Segment Start: SUPPLIED MATERIAL
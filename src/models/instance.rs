//! # Instances
//!
//! An [`Instance`] is one desired running copy of an App. It belongs to the App
//! version it was launched for, lives on one agent, and is backed by one task
//! at a time (`task_id` + `incarnation`). Its [`Condition`] only changes through
//! [`crate::state_machine::InstanceStateMachine`].

use chrono::{DateTime, Utc};
use serde::{Deserialize, Serialize};
use std::collections::BTreeMap;
use std::fmt;

use crate::models::app::AppDefinition;
use crate::models::ids::{AgentId, AppId, InstanceId, TaskId};
use crate::state_machine::{Condition, TaskStatus};

/// Agent (cluster node) a task runs on.
#[derive(Debug, Clone, PartialEq, Eq, Hash, Serialize, Deserialize)]
pub struct AgentInfo {
    pub id: AgentId,
    pub hostname: String,
    #[serde(default)]
    pub attributes: BTreeMap<String, String>,
}

impl AgentInfo {
    pub fn new(id: impl Into<String>, hostname: impl Into<String>) -> Self {
        Self {
            id: AgentId::new(id),
            hostname: hostname.into(),
            attributes: BTreeMap::new(),
        }
    }

    pub fn with_attribute(mut self, key: impl Into<String>, value: impl Into<String>) -> Self {
        self.attributes.insert(key.into(), value.into());
        self
    }

    /// Value of a constraint field on this agent.
    pub fn field_value(&self, field: &str) -> Option<&str> {
        match field {
            "hostname" => Some(self.hostname.as_str()),
            other => self.attributes.get(other).map(String::as_str),
        }
    }
}

#[derive(Debug, Clone, Copy, PartialEq, Eq, Hash, Default, Serialize, Deserialize)]
pub enum HealthState {
    #[default]
    Unknown,
    Healthy,
    Unhealthy,
}

impl fmt::Display for HealthState {
    fn fmt(&self, f: &mut fmt::Formatter<'_>) -> fmt::Result {
        match self {
            Self::Unknown => write!(f, "unknown"),
            Self::Healthy => write!(f, "healthy"),
            Self::Unhealthy => write!(f, "unhealthy"),
        }
    }
}

/// Last task status applied to an instance.
#[derive(Debug, Clone, PartialEq, Eq, Serialize, Deserialize)]
#[serde(rename_all = "camelCase")]
pub struct StatusStamp {
    pub task_id: TaskId,
    pub status: TaskStatus,
    pub at: DateTime<Utc>,
}

#[derive(Debug, Clone, PartialEq, Serialize, Deserialize)]
#[serde(rename_all = "camelCase")]
pub struct Instance {
    pub id: InstanceId,
    pub app_id: AppId,
    /// App version the instance was launched for.
    pub run_spec_version: DateTime<Utc>,
    /// Last config change of that version; instances with a different value
    /// must be replaced by a restart.
    pub config_version: DateTime<Utc>,
    pub agent: AgentInfo,
    pub task_id: TaskId,
    pub incarnation: u32,
    pub condition: Condition,
    pub condition_since: DateTime<Utc>,
    pub last_status: Option<StatusStamp>,
    pub unreachable_since: Option<DateTime<Utc>>,
    /// Bumped whenever pending unreachable timers become stale.
    pub timer_generation: u64,
    pub health: HealthState,
    pub consecutive_health_failures: u32,
    pub staged_at: DateTime<Utc>,
    pub started_at: Option<DateTime<Utc>>,
    /// Unreachable original this instance was launched to stand in for.
    pub replaces: Option<InstanceId>,
}

impl Instance {
    pub fn staged(
        id: InstanceId,
        app: &AppDefinition,
        agent: AgentInfo,
        at: DateTime<Utc>,
        replaces: Option<InstanceId>,
    ) -> Self {
        let task_id = TaskId::for_instance(&id, 1);
        Self {
            id,
            app_id: app.id.clone(),
            run_spec_version: app.version,
            config_version: app.version_info.last_config_change_at,
            agent,
            task_id,
            incarnation: 1,
            condition: Condition::Staged,
            condition_since: at,
            last_status: None,
            unreachable_since: None,
            timer_generation: 0,
            health: HealthState::Unknown,
            consecutive_health_failures: 0,
            staged_at: at,
            started_at: None,
            replaces,
        }
    }

    /// Running, and healthy when the app defines health checks.
    pub fn is_ready(&self, has_health_checks: bool) -> bool {
        self.condition == Condition::Running
            && (!has_health_checks || self.health == HealthState::Healthy)
    }

    pub fn matches_config(&self, app: &AppDefinition) -> bool {
        self.config_version == app.version_info.last_config_change_at
    }
}
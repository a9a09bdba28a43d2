pub mod publisher;
pub mod types;

// Re-export key types for convenience
pub use publisher::{EventPublisher, EventPublisherConfig, EventPublisherStats, PublishError};
pub use types::{
    constants, DeploymentFailed, DeploymentStepInfo, DeploymentSuccess, EventPayload, FleetEvent,
    HealthStatusChanged, InstanceChanged, PlanSummary, StatusUpdate, SCHEMA_VERSION,
};
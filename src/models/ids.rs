//! Identifier types and id generation.
//!
//! App ids are path-like (`/group/web`). Instance ids embed the app's safe name
//! so they are readable in logs (`group_web.instance-<suffix>`), and task ids
//! embed the instance id plus an incarnation counter, so one instance can be
//! backed by a sequence of tasks over its life.

use serde::{Deserialize, Serialize};
use std::fmt;
use std::sync::atomic::{AtomicU64, Ordering};
use uuid::Uuid;

use crate::error::{FleetError, FleetResult};

/// Path-like application identifier, always absolute.
#[derive(Debug, Clone, PartialEq, Eq, Hash, PartialOrd, Ord, Serialize, Deserialize)]
#[serde(try_from = "String", into = "String")]
pub struct AppId(String);

impl AppId {
    /// Parse and normalize an app id. A missing leading slash is added;
    /// each segment must be lowercase alphanumerics, `-` or `.`.
    pub fn parse(raw: &str) -> FleetResult<Self> {
        let trimmed = raw.trim().trim_end_matches('/');
        let path = trimmed.strip_prefix('/').unwrap_or(trimmed);
        if path.is_empty() {
            return Err(FleetError::Validation(format!(
                "App id '{raw}' must contain at least one path segment"
            )));
        }
        for segment in path.split('/') {
            let valid = !segment.is_empty()
                && segment != "."
                && segment != ".."
                && segment
                    .chars()
                    .all(|c| c.is_ascii_lowercase() || c.is_ascii_digit() || c == '-' || c == '.')
                && !segment.starts_with('-')
                && !segment.ends_with('-');
            if !valid {
                return Err(FleetError::Validation(format!(
                    "Invalid path segment '{segment}' in app id '{raw}'"
                )));
            }
        }
        Ok(Self(format!("/{path}")))
    }

    pub fn as_str(&self) -> &str {
        &self.0
    }

    /// Id without the leading slash and with `/` replaced by `_`.
    pub fn safe_name(&self) -> String {
        self.0.trim_start_matches('/').replace('/', "_")
    }
}

impl TryFrom<String> for AppId {
    type Error = FleetError;

    fn try_from(value: String) -> Result<Self, Self::Error> {
        Self::parse(&value)
    }
}

impl From<AppId> for String {
    fn from(id: AppId) -> Self {
        id.0
    }
}

impl fmt::Display for AppId {
    fn fmt(&self, f: &mut fmt::Formatter<'_>) -> fmt::Result {
        f.write_str(&self.0)
    }
}

#[derive(Debug, Clone, PartialEq, Eq, Hash, PartialOrd, Ord, Serialize, Deserialize)]
#[serde(transparent)]
pub struct InstanceId(String);

impl InstanceId {
    pub fn new(app_id: &AppId, suffix: &str) -> Self {
        Self(format!("{}.instance-{}", app_id.safe_name(), suffix))
    }

    pub fn from_raw(raw: impl Into<String>) -> Self {
        Self(raw.into())
    }

    pub fn as_str(&self) -> &str {
        &self.0
    }
}

impl fmt::Display for InstanceId {
    fn fmt(&self, f: &mut fmt::Formatter<'_>) -> fmt::Result {
        f.write_str(&self.0)
    }
}

#[derive(Debug, Clone, PartialEq, Eq, Hash, PartialOrd, Ord, Serialize, Deserialize)]
#[serde(transparent)]
pub struct TaskId(String);

impl TaskId {
    pub fn for_instance(instance_id: &InstanceId, incarnation: u32) -> Self {
        Self(format!("{instance_id}._app.{incarnation}"))
    }

    pub fn from_raw(raw: impl Into<String>) -> Self {
        Self(raw.into())
    }

    pub fn as_str(&self) -> &str {
        &self.0
    }
}

impl fmt::Display for TaskId {
    fn fmt(&self, f: &mut fmt::Formatter<'_>) -> fmt::Result {
        f.write_str(&self.0)
    }
}

#[derive(Debug, Clone, PartialEq, Eq, Hash, PartialOrd, Ord, Serialize, Deserialize)]
#[serde(transparent)]
pub struct AgentId(String);

impl AgentId {
    pub fn new(raw: impl Into<String>) -> Self {
        Self(raw.into())
    }

    pub fn as_str(&self) -> &str {
        &self.0
    }
}

impl fmt::Display for AgentId {
    fn fmt(&self, f: &mut fmt::Formatter<'_>) -> fmt::Result {
        f.write_str(&self.0)
    }
}

/// Source of fresh instance suffixes and deployment ids.
pub trait IdGenerator: Send + Sync + fmt::Debug {
    fn instance_suffix(&self) -> String;
    fn deployment_id(&self) -> Uuid;
}

#[derive(Debug, Default)]
pub struct UuidIdGenerator;

impl IdGenerator for UuidIdGenerator {
    fn instance_suffix(&self) -> String {
        Uuid::new_v4().to_string()
    }

    fn deployment_id(&self) -> Uuid {
        Uuid::new_v4()
    }
}

/// Counter-based ids for reproducible runs.
#[derive(Debug, Default)]
pub struct SequentialIdGenerator {
    next: AtomicU64,
}

impl SequentialIdGenerator {
    pub fn new() -> Self {
        Self::default()
    }
}

impl IdGenerator for SequentialIdGenerator {
    fn instance_suffix(&self) -> String {
        let n = self.next.fetch_add(1, Ordering::SeqCst) + 1;
        format!("{n:08}")
    }

    fn deployment_id(&self) -> Uuid {
        let n = self.next.fetch_add(1, Ordering::SeqCst) + 1;
        Uuid::from_u128(u128::from(n))
    }
}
Segment End: SUPPLIED MATERIAL
> _TASK TO CARRY OUT_
Go through the records above and copy every line with the word "attributes".

> _ANSWER TO THE EXERCISE_
    pub attributes: BTreeMap<String, String>,
            attributes: BTreeMap::new(),
        self.attributes.insert(key.into(), value.into());
            other => self.attributes.get(other).map(String::as_str),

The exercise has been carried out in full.